**TRY IT**
Answer with a number only: how many lines of the data contain "bool"?

**DATA PROVIDED**
____

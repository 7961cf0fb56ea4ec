//! The replicated playback controller.
//!
//! A [`Controller`] owns one peer's view of a shared playback session. It
//! drives the active [`Backend`], keeps the shared and local copies of the
//! [`PlaybackState`], and tells its listeners about every change.
//!
//! # Authority
//!
//! Only the session authority writes the shared state. Every mutation made
//! on the authority while networked stamps the shared copy and requests a
//! broadcast; every other peer applies what it receives through
//! [`Controller::apply_remote_state`] and never broadcasts itself.
//!
//! # Time
//!
//! Nothing happens in the background. The owner calls
//! [`Controller::update`] regularly (a frame or timer tick); each update
//! delivers pending backend events, runs due scheduled tasks, keeps
//! playback inside the repeat window and, on followers, reconciles the
//! playback position with the authority's clock.
//!
//! # Example
//!
//! ```no_run
//! use sharecast::{
//!     backend::{Backend, PlayerKind},
//!     clock::SystemClock,
//!     config::Config,
//!     controller::Controller,
//!     session::LoopbackHub,
//!     simulated::SimulatedBackend,
//!     track::Track,
//! };
//!
//! let clock = SystemClock::new();
//! let hub = LoopbackHub::new(clock);
//! let backends: Vec<Box<dyn Backend>> =
//!     vec![Box::new(SimulatedBackend::new(PlayerKind::Video, clock))];
//!
//! let mut controller = Controller::new(&Config::default(), backends, hub.join(0), clock)?;
//! controller.play(Track::new(PlayerKind::Video, "clip", "https://example.com/clip.mp4"), false);
//! loop {
//!     controller.update();
//! #   break;
//! }
//! # Ok::<(), sharecast::error::Error>(())
//! ```

use std::{collections::VecDeque, rc::Rc, time::Duration};

use crate::{
    backend::{Backend, BackendEvent, PlayerKind, VideoError},
    clock::Clock,
    config::Config,
    error::{Error, Result},
    events::Event,
    history::{History, RecentHistory},
    listener::{Listener, ListenerId, Listeners},
    permission::{Permission, PermissionLevel},
    repeat::{self, RepeatGuard, RepeatWindow},
    retry::{RetryDecision, RetryPolicy},
    scheduler::{Delay, Scheduler, TaskId},
    session::Session,
    state::{PlaybackState, Scope, Scoped, SyncPoint},
    sync::ClockSync,
    track::Track,
    util,
};
use std::{rc::Rc, time::Duration};

use sharecast::{
    backend::{Backend, PlayerKind},
    clock::ManualClock,
    config::Config,
    controller::Controller,
    session::LoopbackHub,
    simulated::SimulatedBackend,
    state::PlaybackState,
    track::Track,
};

const URL: &str = "https://example.com/media/clip.mp4";

struct Room {
    clock: ManualClock,
    hub: Rc<LoopbackHub>,
    peers: Vec<Controller>,
}

impl Room {
    fn new(peers: usize) -> Self {
        let clock = ManualClock::new();
        let hub = LoopbackHub::new(clock.clone());
        let peers = (0..peers)
            .map(|peer| {
                let backends: Vec<Box<dyn Backend>> = vec![Box::new(SimulatedBackend::new(
                    PlayerKind::Video,
                    clock.clone(),
                ))];
                Controller::new(&Config::default(), backends, hub.join(peer), clock.clone())
                    .unwrap()
            })
            .collect();

        Self { clock, hub, peers }
    }

    /// Delivers every requested broadcast to all other peers, in order.
    fn relay(&mut self) {
        for from in self.hub.take_requests() {
            let json = self.peers[from].shared_state().to_json().unwrap();
            for (to, peer) in self.peers.iter_mut().enumerate() {
                if to != from {
                    peer.apply_remote_state(PlaybackState::from_json(&json).unwrap());
                }
            }
        }
    }

    fn run_for(&mut self, total: Duration) {
        let step = Duration::from_millis(100);
        for _ in 0..total.as_millis() / step.as_millis() {
            self.clock.advance(step);
            for peer in &mut self.peers {
                peer.update();
            }
            self.relay();
        }
    }
}

#[test]
fn follower_tracks_authority() {
    let mut room = Room::new(2);

    room.peers[0].play(Track::new(PlayerKind::Video, "Clip", URL), false);
    room.relay();
    assert_eq!(room.peers[1].track().url(), URL);
    assert!(room.peers[1].is_loading());

    room.run_for(Duration::from_secs(5));
    for peer in &room.peers {
        assert!(peer.is_playing());
        assert!(!peer.is_stopped());
        assert!((peer.position() - 4.5).abs() < 1e-6);
    }

    // Followers land on the delay-compensated position.
    room.peers[0].set_time(60.0);
    room.relay();
    assert!((room.peers[1].position() - 58.5).abs() < 1e-6);

    room.run_for(Duration::from_secs(2));
    room.peers[0].set_paused(true);
    room.relay();
    room.run_for(Duration::from_secs(1));

    let (authority, follower) = (&room.peers[0], &room.peers[1]);
    assert!(follower.is_paused() && !follower.is_playing());
    assert!((authority.position() - 62.0).abs() < 1e-6);
    assert!((follower.position() - 60.5).abs() < 1e-6);
}

#[test]
fn stopping_propagates() {
    let mut room = Room::new(3);
    room.peers[0].play(Track::new(PlayerKind::Video, "", URL), false);
    room.relay();
    room.run_for(Duration::from_secs(2));

    room.peers[0].stop();
    room.relay();

    for peer in &room.peers {
        assert!(peer.is_stopped());
        assert!(!peer.track().has_source());
        assert!(!peer.is_playing());
    }
}

#[test]
fn authority_transfer_moves_broadcast_rights() {
    let mut room = Room::new(2);
    room.peers[0].play(Track::new(PlayerKind::Video, "", URL), false);
    room.relay();
    room.run_for(Duration::from_secs(2));

    room.hub.transfer(1);
    room.peers[0].set_looping(true);
    room.relay();
    assert!(!room.peers[1].is_looping(), "former authority no longer publishes");

    room.peers[1].set_speed(1.25).unwrap();
    room.relay();
    assert!((room.peers[0].speed() - 1.25).abs() < f64::EPSILON);
    assert!(!room.peers[0].is_looping(), "the new authority's state wins");
}
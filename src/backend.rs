//! Playback engine boundary.
//!
//! The controller never decodes anything itself. It drives one [`Backend`]
//! per supported [`PlayerKind`] and reacts to the [`BackendEvent`]s that
//! backends report back. Exactly one backend is active at a time: the one
//! matching the session's current player kind.
//!
//! Events are pulled rather than pushed: the controller drains
//! [`Backend::poll_event`] on every update, and right after it stops a
//! backend, so that a stop is observed before any following command.

use std::{fmt, time::Duration};

use serde_repr::{Deserialize_repr, Serialize_repr};
use thiserror::Error;

use crate::track::Track;

/// The kind of engine that renders a track.
///
/// Serialized by ordinal in state broadcasts, so the discriminants are part
/// of the wire format.
#[derive(
    Copy,
    Clone,
    Debug,
    Default,
    Hash,
    Serialize_repr,
    Deserialize_repr,
    PartialEq,
    Eq,
    PartialOrd,
    Ord,
)]
#[cfg_attr(feature = "binary", derive(clap::ValueEnum))]
#[repr(u8)]
pub enum PlayerKind {
    /// Progressive video files (default).
    #[default]
    Video = 0,

    /// Adaptive and live streams.
    ///
    /// Stream engines cannot change rate on the fly and must reload the
    /// source after a speed change.
    Stream = 1,
}

impl PlayerKind {
    /// Whether a playback rate change only takes effect after reloading.
    #[must_use]
    pub fn reloads_on_speed_change(self) -> bool {
        matches!(self, Self::Stream)
    }
}

impl fmt::Display for PlayerKind {
    fn fmt(&self, f: &mut fmt::Formatter<'_>) -> fmt::Result {
        match self {
            Self::Video => write!(f, "video"),
            Self::Stream => write!(f, "stream"),
        }
    }
}

/// Errors that a backend can report while loading or playing.
#[derive(Copy, Clone, Debug, Error, Hash, PartialEq, Eq, PartialOrd, Ord)]
pub enum VideoError {
    #[error("unknown playback error")]
    Unknown,

    #[error("invalid url")]
    InvalidUrl,

    /// The source refused access. Retrying will not help.
    #[error("access denied")]
    AccessDenied,

    #[error("player error")]
    PlayerError,

    #[error("rate limited")]
    RateLimited,
}

impl VideoError {
    /// Permanent errors are never retried.
    #[must_use]
    pub fn is_permanent(self) -> bool {
        matches!(self, Self::AccessDenied)
    }
}

/// Lifecycle events reported by a backend.
#[derive(Copy, Clone, Debug, PartialEq, Eq, Hash)]
pub enum BackendEvent {
    /// The source is loaded and can start.
    Ready,
    /// Playback of a freshly loaded source began.
    Started,
    /// Playback resumed.
    Play,
    /// Playback paused.
    Pause,
    /// Playback stopped and the source was unloaded.
    Stopped,
    /// A looping source wrapped around to the start.
    Looped,
    /// A non-looping source reached its end.
    Ended,
    /// Loading or playback failed.
    Error(VideoError),
}

/// A playback engine.
///
/// Positions and durations are in seconds of media time. A live source
/// reports an infinite duration.
pub trait Backend {
    /// The player kind this backend serves.
    fn kind(&self) -> PlayerKind;

    /// Starts loading `track`. Completion is reported through
    /// [`BackendEvent::Ready`] and [`BackendEvent::Started`], failure through
    /// [`BackendEvent::Error`].
    fn load(&mut self, track: &Track);

    fn play(&mut self);

    fn pause(&mut self);

    /// Stops playback and unloads the source.
    fn stop(&mut self);

    fn seek(&mut self, position: f64);

    fn set_looping(&mut self, looping: bool);

    /// Sets the playback rate; `1.0` is normal speed.
    fn set_speed(&mut self, speed: f64);

    fn position(&self) -> f64;

    fn duration(&self) -> f64;

    fn is_playing(&self) -> bool;

    /// Monotonic time of the last call to [`load`](Self::load), if any.
    fn last_loaded(&self) -> Option<Duration>;

    /// Takes the next pending lifecycle event, if any.
    fn poll_event(&mut self) -> Option<BackendEvent>;
}

#[cfg(test)]
mod tests {
    use super::*;

    #[test]
    fn only_access_denied_is_permanent() {
        assert!(VideoError::AccessDenied.is_permanent());
        for error in [
            VideoError::Unknown,
            VideoError::InvalidUrl,
            VideoError::PlayerError,
            VideoError::RateLimited,
        ] {
            assert!(!error.is_permanent(), "{error} should be transient");
        }
    }

    #[test]
    fn player_kind_is_serialized_by_ordinal() {
        assert_eq!(serde_json::to_string(&PlayerKind::Stream).unwrap(), "1");
        assert_eq!(
            serde_json::from_str::<PlayerKind>("0").unwrap(),
            PlayerKind::Video
        );
    }
}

____

**SOLUTION TO THIS EXERCISE**
4